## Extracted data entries
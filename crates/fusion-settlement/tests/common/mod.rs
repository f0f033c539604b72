//! Shared fixtures for the settlement integration tests.

#![allow(dead_code)]

use fusion_settlement::{
    ChainLink, ManualClock, SettlementChain, SettlementEngine, SettlementReceipt, StaticWhitelist,
};
use fusion_types::constants::WHITELIST_DATA_LEN;
use fusion_types::{
    Address, Amount, AuctionDetails, FeeSpec, Order, OrderExtension, PostInteractionData,
    ResolverCall, Result, SettlementConfig, TakerTraits,
};

pub const ETHER: Amount = 1_000_000_000_000_000_000;
/// Auction start used by every order.
pub const T0: u32 = 1_700_000_000;
pub const TAG: [u8; WHITELIST_DATA_LEN] = [0x42; WHITELIST_DATA_LEN];

pub const DAI: Address = Address::repeat_byte(0xda);
pub const WETH: Address = Address::repeat_byte(0xee);
pub const USDC: Address = Address::repeat_byte(0xcc);

pub const RESOLVER: Address = Address::repeat_byte(0x7e);
pub const RESOLVER_OWNER: Address = Address::repeat_byte(0x0a);
pub const ALICE: Address = Address::repeat_byte(0xa1);
pub const BOB: Address = Address::repeat_byte(0xb0);
pub const CAROL: Address = Address::repeat_byte(0xc0);
pub const INTEGRATOR: Address = Address::repeat_byte(0x1d);

pub fn init_tracing() {
    let _ = tracing_subscriber::fmt()
        .with_env_filter(tracing_subscriber::EnvFilter::from_default_env())
        .with_test_writer()
        .try_init();
}

/// An engine with one registered resolver, approved to the protocol for
/// the three swap tokens, and a manual clock at `T0`.
pub struct Harness {
    pub engine: SettlementEngine<StaticWhitelist, ManualClock>,
    pub clock: ManualClock,
}

impl Harness {
    pub fn new() -> Self {
        Self::with_whitelist(StaticWhitelist::new().allow(TAG, RESOLVER, 0))
    }

    pub fn with_whitelist(whitelist: StaticWhitelist) -> Self {
        init_tracing();
        let clock = ManualClock::new(u64::from(T0));
        let mut engine =
            SettlementEngine::new(SettlementConfig::default(), whitelist, clock.clone()).unwrap();
        engine.register_resolver(RESOLVER, RESOLVER_OWNER).unwrap();
        let lop = engine.config().limit_order_protocol;
        for token in [DAI, WETH, USDC] {
            engine
                .resolver_approve(RESOLVER_OWNER, RESOLVER, token, lop)
                .unwrap();
        }
        Self { engine, clock }
    }

    pub fn lop(&self) -> Address {
        self.engine.config().limit_order_protocol
    }

    pub fn fee_token(&self) -> Address {
        self.engine.config().fee_bank.fee_token
    }

    pub fn fee_bank(&self) -> Address {
        self.engine.config().fee_bank.address
    }

    /// Approve the settlement address to pull integrator fees from the
    /// resolver.
    pub fn approve_settlement(&mut self, tokens: &[Address]) {
        let settlement = self.engine.config().settlement_address;
        for &token in tokens {
            self.engine
                .resolver_approve(RESOLVER_OWNER, RESOLVER, token, settlement)
                .unwrap();
        }
    }

    /// Set the clock `seconds` after the auction start.
    pub fn at(&self, seconds: u64) {
        self.clock.set(u64::from(T0) + seconds);
    }

    /// Mint fee token to the resolver owner and deposit it as the
    /// resolver's credit.
    pub fn fund_credit(&mut self, amount: Amount) {
        let token = self.fee_token();
        let bank = self.fee_bank();
        self.engine.mint(token, RESOLVER_OWNER, amount).unwrap();
        self.engine.approve(RESOLVER_OWNER, token, bank, Amount::MAX);
        self.engine
            .deposit_for(RESOLVER_OWNER, RESOLVER, amount)
            .unwrap();
    }

    /// Give `maker` the making amount and approve the protocol.
    pub fn fund_maker(&mut self, order: &Order) {
        self.engine
            .mint(order.maker_asset, order.maker, order.making_amount)
            .unwrap();
        let lop = self.lop();
        self.engine
            .approve(order.maker, order.maker_asset, lop, Amount::MAX);
    }

    pub fn settle(&mut self, links: Vec<ChainLink>, calls: Vec<ResolverCall>) -> Result<SettlementReceipt> {
        let calldata = chain(links, calls).encode()?;
        self.engine
            .settle_orders(RESOLVER_OWNER, RESOLVER, &calldata)
    }

    pub fn balance(&self, token: Address, holder: Address) -> Amount {
        self.engine.balance_of(token, holder)
    }

    pub fn credit(&self) -> Amount {
        self.engine.available_credit(RESOLVER)
    }
}

pub fn chain(links: Vec<ChainLink>, calls: Vec<ResolverCall>) -> SettlementChain {
    SettlementChain {
        resolver: RESOLVER,
        links,
        calls,
    }
}

/// An auction with no bump at all.
pub fn flat_auction() -> AuctionDetails {
    AuctionDetails::flat(T0, 1_800)
}

/// An auction starting at a 10% bump, decaying linearly to zero over 1800s.
pub fn decaying_auction() -> AuctionDetails {
    AuctionDetails::new(T0, 1_800, 1_000_000, Vec::new()).unwrap()
}

pub fn order(
    salt: u64,
    maker: Address,
    (maker_asset, making_amount): (Address, Amount),
    (taker_asset, taking_amount): (Address, Amount),
    auction: &AuctionDetails,
    fee: FeeSpec,
) -> Order {
    let post = PostInteractionData {
        fee,
        auction_start_time: T0,
        whitelist_data: TAG,
    };
    Order {
        salt,
        maker,
        maker_asset,
        taker_asset,
        making_amount,
        taking_amount,
        extension: OrderExtension::build(
            SettlementConfig::default().settlement_address,
            auction,
            &post,
        )
        .unwrap(),
    }
}

/// Fill `amount` making units of `order`.
pub fn fill(order: &Order, amount: Amount) -> ChainLink {
    ChainLink {
        order: order.clone(),
        amount,
        taker_traits: TakerTraits::making(0),
    }
}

## Required work
Restate the records above verbatim, omitting no line.

## Finished exercise
filename crates/fusion-settlement/tests/common/mod.rs
repository f0f033c539604b72
//! Shared fixtures for the settlement integration tests.

#![allow(dead_code)]

use fusion_settlement::{
    ChainLink, ManualClock, SettlementChain, SettlementEngine, SettlementReceipt, StaticWhitelist,
};
use fusion_types::constants::WHITELIST_DATA_LEN;
use fusion_types::{
    Address, Amount, AuctionDetails, FeeSpec, Order, OrderExtension, PostInteractionData,
    ResolverCall, Result, SettlementConfig, TakerTraits,
};

pub const ETHER: Amount = 1_000_000_000_000_000_000;
/// Auction start used by every order.
pub const T0: u32 = 1_700_000_000;
pub const TAG: [u8; WHITELIST_DATA_LEN] = [0x42; WHITELIST_DATA_LEN];

pub const DAI: Address = Address::repeat_byte(0xda);
pub const WETH: Address = Address::repeat_byte(0xee);
pub const USDC: Address = Address::repeat_byte(0xcc);

pub const RESOLVER: Address = Address::repeat_byte(0x7e);
pub const RESOLVER_OWNER: Address = Address::repeat_byte(0x0a);
pub const ALICE: Address = Address::repeat_byte(0xa1);
pub const BOB: Address = Address::repeat_byte(0xb0);
pub const CAROL: Address = Address::repeat_byte(0xc0);
pub const INTEGRATOR: Address = Address::repeat_byte(0x1d);

pub fn init_tracing() {
    let _ = tracing_subscriber::fmt()
        .with_env_filter(tracing_subscriber::EnvFilter::from_default_env())
        .with_test_writer()
        .try_init();
}

/// An engine with one registered resolver, approved to the protocol for
/// the three swap tokens, and a manual clock at `T0`.
pub struct Harness {
    pub engine: SettlementEngine<StaticWhitelist, ManualClock>,
    pub clock: ManualClock,
}

impl Harness {
    pub fn new() -> Self {
        Self::with_whitelist(StaticWhitelist::new().allow(TAG, RESOLVER, 0))
    }

    pub fn with_whitelist(whitelist: StaticWhitelist) -> Self {
        init_tracing();
        let clock = ManualClock::new(u64::from(T0));
        let mut engine =
            SettlementEngine::new(SettlementConfig::default(), whitelist, clock.clone()).unwrap();
        engine.register_resolver(RESOLVER, RESOLVER_OWNER).unwrap();
        let lop = engine.config().limit_order_protocol;
        for token in [DAI, WETH, USDC] {
            engine
                .resolver_approve(RESOLVER_OWNER, RESOLVER, token, lop)
                .unwrap();
        }
        Self { engine, clock }
    }

    pub fn lop(&self) -> Address {
        self.engine.config().limit_order_protocol
    }

    pub fn fee_token(&self) -> Address {
        self.engine.config().fee_bank.fee_token
    }

    pub fn fee_bank(&self) -> Address {
        self.engine.config().fee_bank.address
    }

    /// Approve the settlement address to pull integrator fees from the
    /// resolver.
    pub fn approve_settlement(&mut self, tokens: &[Address]) {
        let settlement = self.engine.config().settlement_address;
        for &token in tokens {
            self.engine
                .resolver_approve(RESOLVER_OWNER, RESOLVER, token, settlement)
                .unwrap();
        }
    }

    /// Set the clock `seconds` after the auction start.
    pub fn at(&self, seconds: u64) {
        self.clock.set(u64::from(T0) + seconds);
    }

    /// Mint fee token to the resolver owner and deposit it as the
    /// resolver's credit.
    pub fn fund_credit(&mut self, amount: Amount) {
        let token = self.fee_token();
        let bank = self.fee_bank();
        self.engine.mint(token, RESOLVER_OWNER, amount).unwrap();
        self.engine.approve(RESOLVER_OWNER, token, bank, Amount::MAX);
        self.engine
            .deposit_for(RESOLVER_OWNER, RESOLVER, amount)
            .unwrap();
    }

    /// Give `maker` the making amount and approve the protocol.
    pub fn fund_maker(&mut self, order: &Order) {
        self.engine
            .mint(order.maker_asset, order.maker, order.making_amount)
            .unwrap();
        let lop = self.lop();
        self.engine
            .approve(order.maker, order.maker_asset, lop, Amount::MAX);
    }

    pub fn settle(&mut self, links: Vec<ChainLink>, calls: Vec<ResolverCall>) -> Result<SettlementReceipt> {
        let calldata = chain(links, calls).encode()?;
        self.engine
            .settle_orders(RESOLVER_OWNER, RESOLVER, &calldata)
    }

    pub fn balance(&self, token: Address, holder: Address) -> Amount {
        self.engine.balance_of(token, holder)
    }

    pub fn credit(&self) -> Amount {
        self.engine.available_credit(RESOLVER)
    }
}

pub fn chain(links: Vec<ChainLink>, calls: Vec<ResolverCall>) -> SettlementChain {
    SettlementChain {
        resolver: RESOLVER,
        links,
        calls,
    }
}

/// An auction with no bump at all.
pub fn flat_auction() -> AuctionDetails {
    AuctionDetails::flat(T0, 1_800)
}

/// An auction starting at a 10% bump, decaying linearly to zero over 1800s.
pub fn decaying_auction() -> AuctionDetails {
    AuctionDetails::new(T0, 1_800, 1_000_000, Vec::new()).unwrap()
}

pub fn order(
    salt: u64,
    maker: Address,
    (maker_asset, making_amount): (Address, Amount),
    (taker_asset, taking_amount): (Address, Amount),
    auction: &AuctionDetails,
    fee: FeeSpec,
) -> Order {
    let post = PostInteractionData {
        fee,
        auction_start_time: T0,
        whitelist_data: TAG,
    };
    Order {
        salt,
        maker,
        maker_asset,
        taker_asset,
        making_amount,
        taking_amount,
        extension: OrderExtension::build(
            SettlementConfig::default().settlement_address,
            auction,
            &post,
        )
        .unwrap(),
    }
}

/// Fill `amount` making units of `order`.
pub fn fill(order: &Order, amount: Amount) -> ChainLink {
    ChainLink {
        order: order.clone(),
        amount,
        taker_traits: TakerTraits::making(0),
    }
}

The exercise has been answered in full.